- Activity
Only lines with the word "contains" belong in the answer; copy them from the records below.

= Beginning of Section =

//! Editor Session - glue between the form and the body editor.
//!
//! Responsibilities:
//! 1. Register editor languages with the host, once per session
//! 2. Derive the highlighting hint from the first scope
//! 3. Round-trip the body through the host editor

use std::{collections::HashSet, sync::Mutex};

use tracing::{debug, info, instrument};

use crate::{
    application::{
        ApplicationError,
        ports::EditorHost,
        services::{FieldUpdate, FormSession},
    },
    domain::{
        Scope,
        scope_catalog::{self, PLAINTEXT},
    },
    error::SnipgenResult,
};

/// Per-session editor integration state.
pub struct EditorSession {
    host: Box<dyn EditorHost>,
    /// Languages the host has accepted so far.
    registered: Mutex<HashSet<&'static str>>,
    language: &'static str,
}

impl EditorSession {
    pub fn new(host: Box<dyn EditorHost>) -> Self {
        Self {
            host,
            registered: Mutex::new(HashSet::new()),
            language: PLAINTEXT,
        }
    }

    /// Register every distinct editor language with the host.
    ///
    /// Each language is registered at most once per session. After a failed
    /// registration the next call resumes with the languages still missing.
    pub fn ensure_registered(&self) -> SnipgenResult<usize> {
        let mut registered = self
            .registered
            .lock()
            .map_err(|_| ApplicationError::LockPoisoned)?;

        let languages = scope_catalog::editor_languages();
        let pending: Vec<&'static str> = languages
            .iter()
            .copied()
            .filter(|language| !registered.contains(language))
            .collect();
        if pending.is_empty() {
            return Ok(registered.len());
        }

        for language in pending {
            self.host.register_language(language)?;
            registered.insert(language);
        }

        info!(count = registered.len(), "Editor languages registered");
        Ok(registered.len())
    }

    /// Update and return the language hint for `scope`.
    ///
    /// An empty scope resets to plain text. An identifier the catalog does
    /// not know leaves the previous hint in place.
    pub fn sync_language(&mut self, scope: &Scope) -> &'static str {
        match scope.first() {
            None => self.language = PLAINTEXT,
            Some(id) => match scope_catalog::find(id) {
                Some(option) => self.language = option.editor_language(),
                None => debug!(scope = id, "Unknown scope, keeping language hint"),
            },
        }
        self.language
    }

    pub fn language(&self) -> &'static str {
        self.language
    }

    /// Edit the session's body in the host editor.
    ///
    /// Returns `true` when the body was replaced, `false` when the editor
    /// was closed without saving.
    #[instrument(skip_all)]
    pub fn edit_body(&mut self, session: &mut FormSession) -> SnipgenResult<bool> {
        self.ensure_registered()?;
        let language = self.sync_language(&session.form().scope);

        match self.host.edit(&session.form().body, language)? {
            Some(body) => {
                session.apply(FieldUpdate::Body(body));
                Ok(true)
            }
            None => {
                debug!("Editor closed without saving");
                Ok(false)
            }
        }
    }
}
//! Advertisement framing and multi-layout scanning.
//!
//! Raw scan data is a sequence of length/type/payload units (PDUs); the
//! main advertisement occupies the first 31 bytes and a scan response, when
//! present, starts at offset 31. Trying several compiled layouts against
//! one buffer also lives here: `NoMatch` against one layout falls through
//! to the next, never aborting the scan.

use crate::codec::{Codec, CodecError};
use crate::value::DecodedRecord;

pub const MANUFACTURER_DATA_PDU_TYPE: u8 = 0xff;
pub const GATT_SERVICE_UUID_PDU_TYPE: u8 = 0x16;

/// One length/type/payload unit inside an advertisement.
#[derive(Debug, Clone, Copy, PartialEq, Eq)]
pub struct Pdu {
    type_code: u8,
    declared_length: usize,
    start_index: usize,
    end_index: usize,
}

impl Pdu {
    /// Parse a PDU whose length byte sits at `start_index`. The end index is
    /// clamped to the buffer, so the actual length may be shorter than the
    /// declared one.
    pub fn parse(bytes: &[u8], start_index: usize) -> Option<Pdu> {
        if bytes.len().saturating_sub(start_index) < 2 {
            return None;
        }
        let declared_length = bytes[start_index] as usize;
        if declared_length == 0 {
            return None;
        }
        let type_code = bytes[start_index + 1];
        let first_index = start_index + 2;
        if first_index >= bytes.len() {
            return None;
        }
        // The length field counts the type byte but not itself.
        let mut end_index = start_index + declared_length;
        if end_index >= bytes.len() {
            end_index = bytes.len() - 1;
        }
        Some(Pdu {
            type_code,
            declared_length,
            start_index: first_index,
            end_index,
        })
    }

    pub fn type_code(&self) -> u8 {
        self.type_code
    }

    /// Length from the PDU header.
    pub fn declared_length(&self) -> usize {
        self.declared_length
    }

    /// Payload length actually available (less than declared when the
    /// buffer ends early; zero for a type-only PDU).
    pub fn actual_length(&self) -> usize {
        self.end_index + 1 - self.start_index
    }

    /// First payload byte (the length and type bytes sit just before it).
    pub fn start_index(&self) -> usize {
        self.start_index
    }

    pub fn end_index(&self) -> usize {
        self.end_index
    }

    /// Payload slice within the buffer the PDU was parsed from.
    pub fn payload<'a>(&self, bytes: &'a [u8]) -> &'a [u8] {
        &bytes[self.start_index..=self.end_index]
    }
}

/// The PDUs of one advertisement: main advert plus optional scan response.
#[derive(Debug, Clone, PartialEq, Eq)]
pub struct BleAdvertisement {
    pdus: Vec<Pdu>,
}

impl BleAdvertisement {
    pub fn parse(bytes: &[u8]) -> Self {
        let mut pdus = Vec::new();
        parse_pdus(bytes, 0, bytes.len().min(31), &mut pdus);
        // The platform layer appends the scan response at offset 31.
        if bytes.len() > 31 {
            parse_pdus(bytes, 31, bytes.len(), &mut pdus);
        }
        BleAdvertisement { pdus }
    }

    pub fn pdus(&self) -> &[Pdu] {
        &self.pdus
    }
}

fn parse_pdus(bytes: &[u8], start_index: usize, end_index: usize, pdus: &mut Vec<Pdu>) {
    let mut index = start_index;
    while index < end_index {
        match Pdu::parse(bytes, index) {
            Some(pdu) => {
                index += pdu.declared_length() + 1;
                pdus.push(pdu);
            }
            None => break,
        }
    }
}

/// Outcome of trying several compiled layouts against one buffer.
#[derive(Debug)]
pub struct ScanDecodeResult {
    /// Layouts the buffer satisfied, with their records.
    pub records: Vec<MatchedRecord>,
    /// Layouts the buffer did not satisfy, with the reason.
    pub rejected: Vec<RejectedLayout>,
}

#[derive(Debug)]
pub struct MatchedRecord {
    pub layout_index: usize,
    pub record: DecodedRecord,
}

#[derive(Debug)]
pub struct RejectedLayout {
    pub layout_index: usize,
    pub reason: CodecError,
}

/// Try every codec against the buffer. Retrying across layouts is this
/// function's job, never the single-layout codec's.
pub fn decode_scan(codecs: &[Codec], bytes: &[u8]) -> ScanDecodeResult {
    let mut records = Vec::new();
    let mut rejected = Vec::new();
    for (layout_index, codec) in codecs.iter().enumerate() {
        match codec.decode(bytes) {
            Ok(record) => records.push(MatchedRecord {
                layout_index,
                record,
            }),
            Err(reason) => rejected.push(RejectedLayout {
                layout_index,
                reason,
            }),
        }
    }
    ScanDecodeResult { records, rejected }
}

/// First layout the buffer satisfies, in declaration order.
pub fn decode_first(codecs: &[Codec], bytes: &[u8]) -> Option<MatchedRecord> {
    codecs.iter().enumerate().find_map(|(layout_index, codec)| {
        codec.decode(bytes).ok().map(|record| MatchedRecord {
            layout_index,
            record,
        })
    })
}
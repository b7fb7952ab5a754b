//! Decode advertisement bytes against one or more layout descriptors.
//!
//! Usage:
//!   decode_adv <layout> <hex-bytes>
//!   decode_adv --layouts <file> <hex-bytes>   (one descriptor per line, `#` comments)
//!
//! Options:
//!   --pdus       Also dump the PDU framing of the buffer
//!   --little     Use little-endian as the default endianness
//!
//! Hex bytes may contain spaces or `:` separators. Exit code 1 when no
//! layout matched the buffer.

use anyhow::{anyhow, bail, Context, Result};
use beacondsl::dump::record_to_dump;
use beacondsl::{decode_scan, parse, BleAdvertisement, Codec, Endianness, ResolvedLayout};

fn parse_hex_buffer(s: &str) -> Result<Vec<u8>> {
    let clean: String = s
        .chars()
        .filter(|c| !c.is_whitespace() && *c != ':')
        .collect();
    if clean.len() % 2 != 0 {
        bail!("hex buffer must have an even number of digits");
    }
    (0..clean.len())
        .step_by(2)
        .map(|i| {
            u8::from_str_radix(&clean[i..i + 2], 16)
                .map_err(|e| anyhow!("invalid hex at offset {}: {}", i, e))
        })
        .collect()
}

fn main() -> Result<()> {
    let mut args: Vec<String> = std::env::args().skip(1).collect();

    let mut descriptors: Vec<String> = Vec::new();
    if let Some(pos) = args.iter().position(|a| a == "--layouts") {
        args.remove(pos);
        if pos >= args.len() {
            bail!("--layouts needs a file path");
        }
        let path = args.remove(pos);
        let text =
            std::fs::read_to_string(&path).with_context(|| format!("reading {}", path))?;
        for line in text.lines() {
            let line = line.trim();
            if line.is_empty() || line.starts_with('#') {
                continue;
            }
            descriptors.push(line.to_string());
        }
        if descriptors.is_empty() {
            bail!("{}: no descriptors", path);
        }
    }
    let show_pdus = if let Some(pos) = args.iter().position(|a| a == "--pdus") {
        args.remove(pos);
        true
    } else {
        false
    };
    let default_endianness = if let Some(pos) = args.iter().position(|a| a == "--little") {
        args.remove(pos);
        Endianness::Little
    } else {
        Endianness::Big
    };

    if descriptors.is_empty() {
        if args.len() != 2 {
            bail!("usage: decode_adv <layout> <hex-bytes> | decode_adv --layouts <file> <hex-bytes>");
        }
        descriptors.push(args.remove(0));
    }
    let bytes = parse_hex_buffer(
        args.first()
            .ok_or_else(|| anyhow!("missing hex bytes"))?,
    )?;

    if show_pdus {
        let adv = BleAdvertisement::parse(&bytes);
        for pdu in adv.pdus() {
            println!(
                "pdu type 0x{:02x}: declared {} byte(s), payload bytes {}-{}",
                pdu.type_code(),
                pdu.declared_length(),
                pdu.start_index(),
                pdu.end_index()
            );
        }
    }

    let mut codecs = Vec::new();
    for (i, descriptor) in descriptors.iter().enumerate() {
        let layout = parse(descriptor).with_context(|| format!("layout {}", i))?;
        let resolved =
            ResolvedLayout::resolve(layout).map_err(|e| anyhow!("layout {}: {}", i, e))?;
        codecs.push(Codec::new(resolved, default_endianness));
    }

    let result = decode_scan(&codecs, &bytes);
    for m in &result.records {
        println!("layout {} ({}) matched:", m.layout_index, descriptors[m.layout_index]);
        println!("{}", record_to_dump(codecs[m.layout_index].layout(), &m.record));
    }
    for r in &result.rejected {
        eprintln!("layout {}: {}", r.layout_index, r.reason);
    }
    if result.records.is_empty() {
        std::process::exit(1);
    }
    Ok(())
}
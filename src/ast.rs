//! Field specifications compiled from a layout descriptor.

use std::fmt;

/// Kind of a descriptor term.
#[derive(Debug, Clone, Copy, PartialEq, Eq)]
pub enum FieldKind {
    Identifier,
    Data,
    Match,
    Power,
}

impl fmt::Display for FieldKind {
    fn fmt(&self, f: &mut fmt::Formatter<'_>) -> fmt::Result {
        let s = match self {
            FieldKind::Identifier => "identifier",
            FieldKind::Data => "data",
            FieldKind::Match => "match",
            FieldKind::Power => "power",
        };
        f.write_str(s)
    }
}

/// One compiled descriptor term: an inclusive byte range plus interpretation flags.
#[derive(Debug, Clone, PartialEq, Eq)]
pub struct FieldSpec {
    pub kind: FieldKind,
    /// Zero based inclusive start offset into the advertisement payload.
    pub start: usize,
    /// Zero based inclusive end offset; always `>= start`.
    pub end: usize,
    /// Modifier substring exactly as captured (`""`, `"b"`, `"bllb"`, ...).
    /// Letters may repeat in any order; kept verbatim for diagnostics.
    pub mods: String,
    /// Expected payload bytes for match terms; `None` for every other kind.
    pub literal: Option<Vec<u8>>,
}

impl FieldSpec {
    /// Number of bytes covered by the inclusive range.
    pub fn byte_len(&self) -> usize {
        self.end - self.start + 1
    }

    /// True when the term carries the variable-length/URL flag.
    pub fn is_url(&self) -> bool {
        self.mods.contains('v')
    }
}

/// A parsed layout descriptor: ordered field specs plus the source text.
#[derive(Debug, Clone, PartialEq, Eq)]
pub struct Layout {
    pub source: String,
    pub fields: Vec<FieldSpec>,
}

/// Resolved layout: per-kind field indices for the codec.
#[derive(Debug, Clone)]
pub struct ResolvedLayout {
    pub layout: Layout,
    pub identifier_indices: Vec<usize>,
    pub data_indices: Vec<usize>,
    pub match_indices: Vec<usize>,
    pub power_indices: Vec<usize>,
}

impl ResolvedLayout {
    pub fn resolve(layout: Layout) -> Result<Self, String> {
        let mut identifier_indices = Vec::new();
        let mut data_indices = Vec::new();
        let mut match_indices = Vec::new();
        let mut power_indices = Vec::new();
        for (i, f) in layout.fields.iter().enumerate() {
            match f.kind {
                FieldKind::Identifier => identifier_indices.push(i),
                FieldKind::Data => data_indices.push(i),
                FieldKind::Match => {
                    let lit = f
                        .literal
                        .as_ref()
                        .ok_or_else(|| format!("match term {} has no literal", i))?;
                    if lit.len() != f.byte_len() {
                        return Err(format!(
                            "match term {}: literal is {} byte(s) but the range covers {}",
                            i,
                            lit.len(),
                            f.byte_len()
                        ));
                    }
                    match_indices.push(i);
                }
                FieldKind::Power => {
                    if f.byte_len() > 8 {
                        return Err(format!(
                            "power term {} covers {} bytes; at most eight are supported",
                            i,
                            f.byte_len()
                        ));
                    }
                    power_indices.push(i);
                }
            }
        }
        Ok(ResolvedLayout {
            layout,
            identifier_indices,
            data_indices,
            match_indices,
            power_indices,
        })
    }

    /// Highest byte offset any field touches, if the layout is non-empty.
    pub fn max_end(&self) -> Option<usize> {
        self.layout.fields.iter().map(|f| f.end).max()
    }
}
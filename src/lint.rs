//! Linter for layout descriptors: flags legal-but-suspect constructs.
//!
//! ## Rules
//!
//! - **ConflictingEndianness** (warning): a term carries both `b` and `l`;
//!   the last one wins.
//! - **RepeatedModifier** (warning): a modifier letter appears more than
//!   once in a term.
//! - **UnorderedTerms** (warning): terms are not in ascending start-offset
//!   order.
//! - **OverlappingRanges** (error): two terms cover a common byte.
//! - **MissingMatchTerm** (warning): no `m:` term — the layout gates
//!   nothing and decodes any long-enough buffer.
//!
//! Run the linter via the `lint_layout` binary:
//! `cargo run --bin lint_layout -- "m:2-3=0215,i:4-19"` or pipe descriptors
//! one per line. Exit code 1 if any error-level findings.

use crate::ast::{FieldKind, Layout};

/// Severity of a lint finding.
#[derive(Debug, Clone, Copy, PartialEq, Eq)]
pub enum Severity {
    Error,
    Warning,
}

/// Identifies which rule produced the message.
#[derive(Debug, Clone, Copy, PartialEq, Eq)]
pub enum LintRule {
    /// Both `b` and `l` in one term; the last one wins.
    ConflictingEndianness,
    /// A modifier letter repeated within one term.
    RepeatedModifier,
    /// Terms not in ascending start-offset order.
    UnorderedTerms,
    /// Two terms cover a common byte.
    OverlappingRanges,
    /// No match term gates the layout.
    MissingMatchTerm,
}

/// A single lint message with the offending term index.
#[derive(Debug, Clone)]
pub struct LintMessage {
    /// Index of the offending term (the later term for pairwise rules).
    pub term_index: usize,
    pub rule: LintRule,
    pub severity: Severity,
    pub message: String,
}

/// Run all lint rules on a parsed layout. Returns messages in term order.
pub fn lint(layout: &Layout) -> Vec<LintMessage> {
    let mut out = Vec::new();
    let fields = &layout.fields;

    for (i, f) in fields.iter().enumerate() {
        if f.mods.contains('b') && f.mods.contains('l') {
            out.push(LintMessage {
                term_index: i,
                rule: LintRule::ConflictingEndianness,
                severity: Severity::Warning,
                message: format!(
                    "term has both `b` and `l` (`{}`); the last one wins",
                    f.mods
                ),
            });
        }
        for letter in ['b', 'l', 'v'] {
            if f.mods.chars().filter(|&c| c == letter).count() > 1 {
                out.push(LintMessage {
                    term_index: i,
                    rule: LintRule::RepeatedModifier,
                    severity: Severity::Warning,
                    message: format!("modifier `{}` repeated in `{}`", letter, f.mods),
                });
            }
        }
    }

    for i in 1..fields.len() {
        if fields[i].start < fields[i - 1].start {
            out.push(LintMessage {
                term_index: i,
                rule: LintRule::UnorderedTerms,
                severity: Severity::Warning,
                message: format!(
                    "term starts at byte {} after a term starting at byte {}",
                    fields[i].start,
                    fields[i - 1].start
                ),
            });
        }
    }

    for i in 0..fields.len() {
        for j in (i + 1)..fields.len() {
            if fields[i].start <= fields[j].end && fields[j].start <= fields[i].end {
                out.push(LintMessage {
                    term_index: j,
                    rule: LintRule::OverlappingRanges,
                    severity: Severity::Error,
                    message: format!(
                        "bytes {}-{} overlap term {} (bytes {}-{})",
                        fields[j].start, fields[j].end, i, fields[i].start, fields[i].end
                    ),
                });
            }
        }
    }

    if !fields.is_empty() && !fields.iter().any(|f| f.kind == FieldKind::Match) {
        out.push(LintMessage {
            term_index: 0,
            rule: LintRule::MissingMatchTerm,
            severity: Severity::Warning,
            message: "no match term; any long-enough buffer will decode".to_string(),
        });
    }

    out.sort_by_key(|m| m.term_index);
    out
}
//! Lint layout descriptors: conflicting or repeated modifiers, unordered or
//! overlapping byte ranges, layouts with no match term.
//!
//! Usage:
//!   lint_layout <descriptor> [...]
//!   lint_layout < descriptors.txt      (one per line, `#` comments)
//!
//! Exit code 1 if any descriptor fails to compile or has error-level
//! findings.

use anyhow::Result;
use beacondsl::lint::{lint, LintMessage, LintRule, Severity};
use beacondsl::parse;
use std::io::Read;

fn rule_id(rule: LintRule) -> &'static str {
    match rule {
        LintRule::ConflictingEndianness => "conflicting-endianness",
        LintRule::RepeatedModifier => "repeated-modifier",
        LintRule::UnorderedTerms => "unordered-terms",
        LintRule::OverlappingRanges => "overlapping-ranges",
        LintRule::MissingMatchTerm => "missing-match-term",
    }
}

fn print_message(source: &str, m: &LintMessage) {
    let severity_str = match m.severity {
        Severity::Error => "error",
        Severity::Warning => "warning",
    };
    println!(
        "{}: term {}: {}: {} [{}]",
        source,
        m.term_index,
        severity_str,
        m.message,
        rule_id(m.rule)
    );
}

fn main() -> Result<()> {
    let mut descriptors: Vec<String> = std::env::args().skip(1).collect();
    if descriptors.is_empty() {
        let mut text = String::new();
        std::io::stdin().read_to_string(&mut text)?;
        descriptors = text
            .lines()
            .map(|l| l.trim().to_string())
            .filter(|l| !l.is_empty() && !l.starts_with('#'))
            .collect();
    }

    let mut has_error = false;
    let mut total_warnings = 0usize;
    let mut total_errors = 0usize;
    for descriptor in &descriptors {
        match parse(descriptor) {
            Ok(layout) => {
                for m in lint(&layout) {
                    match m.severity {
                        Severity::Error => {
                            total_errors += 1;
                            has_error = true;
                        }
                        Severity::Warning => total_warnings += 1,
                    }
                    print_message(descriptor, &m);
                }
            }
            Err(e) => {
                total_errors += 1;
                has_error = true;
                println!("{}: error: {}", descriptor, e);
            }
        }
    }

    if total_errors > 0 || total_warnings > 0 {
        eprintln!(
            "lint: {} error(s), {} warning(s)",
            total_errors, total_warnings
        );
    }
    if has_error {
        std::process::exit(1);
    }
    Ok(())
}
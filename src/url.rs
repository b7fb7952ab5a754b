//! Eddystone URL support: validation against the accepted URL shape and
//! compressed-URL byte handling.
//!
//! All functions are total: malformed input yields `None`, never a panic.

use crate::parser::{LayoutParser, Rule};
use pest::Parser;

/// Eddystone URL scheme prefix bytes, indexed by code.
const SCHEME_PREFIXES: [&str; 4] = ["http://www.", "https://www.", "http://", "https://"];

/// Eddystone URL expansion codes 0x00..=0x0d.
const EXPANSIONS: [&str; 14] = [
    ".com/", ".org/", ".edu/", ".net/", ".info/", ".biz/", ".gov/", ".com", ".org", ".edu",
    ".net", ".info", ".biz", ".gov",
];

/// Normalized breakdown of a validated URL.
#[derive(Debug, Clone, PartialEq, Eq)]
pub struct UrlParts {
    /// Lowercased `"http"` or `"https"`.
    pub scheme: String,
    /// Whether the `www.` prefix was present.
    pub www: bool,
    /// Dot separated host labels, verbatim.
    pub host: String,
    /// Path including the leading slash when present; may be empty.
    pub path: String,
}

/// Validate a candidate string against the accepted URL shape.
pub fn validate_url(candidate: &str) -> Option<UrlParts> {
    let mut pairs = LayoutParser::parse(Rule::url, candidate).ok()?;
    let url = pairs.next()?;
    let mut scheme = String::new();
    let mut www = false;
    let mut host = String::new();
    let mut path = String::new();
    for part in url.into_inner() {
        match part.as_rule() {
            Rule::scheme => scheme = part.as_str().to_ascii_lowercase(),
            Rule::www => www = true,
            Rule::host => host = part.as_str().to_string(),
            Rule::slash => path.push('/'),
            Rule::url_path => path.push_str(part.as_str()),
            _ => {}
        }
    }
    Some(UrlParts {
        scheme,
        www,
        host,
        path,
    })
}

/// Expand Eddystone compressed URL bytes into a URL string.
///
/// The first byte selects the scheme prefix; each remaining byte is either
/// a printable URL character or an expansion code. Bytes 0x0e..=0x20 and
/// 0x7f..=0xff are not valid in a URL body.
pub fn decompress_url(bytes: &[u8]) -> Option<String> {
    let (&prefix, rest) = bytes.split_first()?;
    let mut out = String::from(*SCHEME_PREFIXES.get(prefix as usize)?);
    for &b in rest {
        match b {
            0x00..=0x0d => out.push_str(EXPANSIONS[b as usize]),
            0x0e..=0x20 | 0x7f..=0xff => return None,
            _ => out.push(b as char),
        }
    }
    Some(out)
}

/// Compress a URL string into Eddystone bytes: longest scheme prefix first,
/// then expansion codes (dot suffixes with a trailing slash take precedence
/// over the bare ones), then plain printable characters.
pub fn compress_url(url: &str) -> Option<Vec<u8>> {
    let bytes = url.as_bytes();
    let mut best: Option<(u8, usize)> = None;
    for (code, prefix) in SCHEME_PREFIXES.iter().enumerate() {
        let p = prefix.as_bytes();
        if bytes.len() >= p.len() && bytes[..p.len()].eq_ignore_ascii_case(p) {
            if best.map_or(true, |(_, l)| p.len() > l) {
                best = Some((code as u8, p.len()));
            }
        }
    }
    let (code, mut pos) = best?;
    let mut out = vec![code];
    'outer: while pos < bytes.len() {
        for (code, exp) in EXPANSIONS.iter().enumerate() {
            let e = exp.as_bytes();
            if bytes.len() - pos >= e.len() && bytes[pos..pos + e.len()].eq_ignore_ascii_case(e) {
                out.push(code as u8);
                pos += e.len();
                continue 'outer;
            }
        }
        let b = bytes[pos];
        if !(0x21..=0x7e).contains(&b) {
            return None;
        }
        out.push(b);
        pos += 1;
    }
    Some(out)
}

= End of Section =

- Exercise solution
            .filter(|language| !registered.contains(language))
        self.mods.contains('v')
        if f.mods.contains('b') && f.mods.contains('l') {
        if !(0x21..=0x7e).contains(&b) {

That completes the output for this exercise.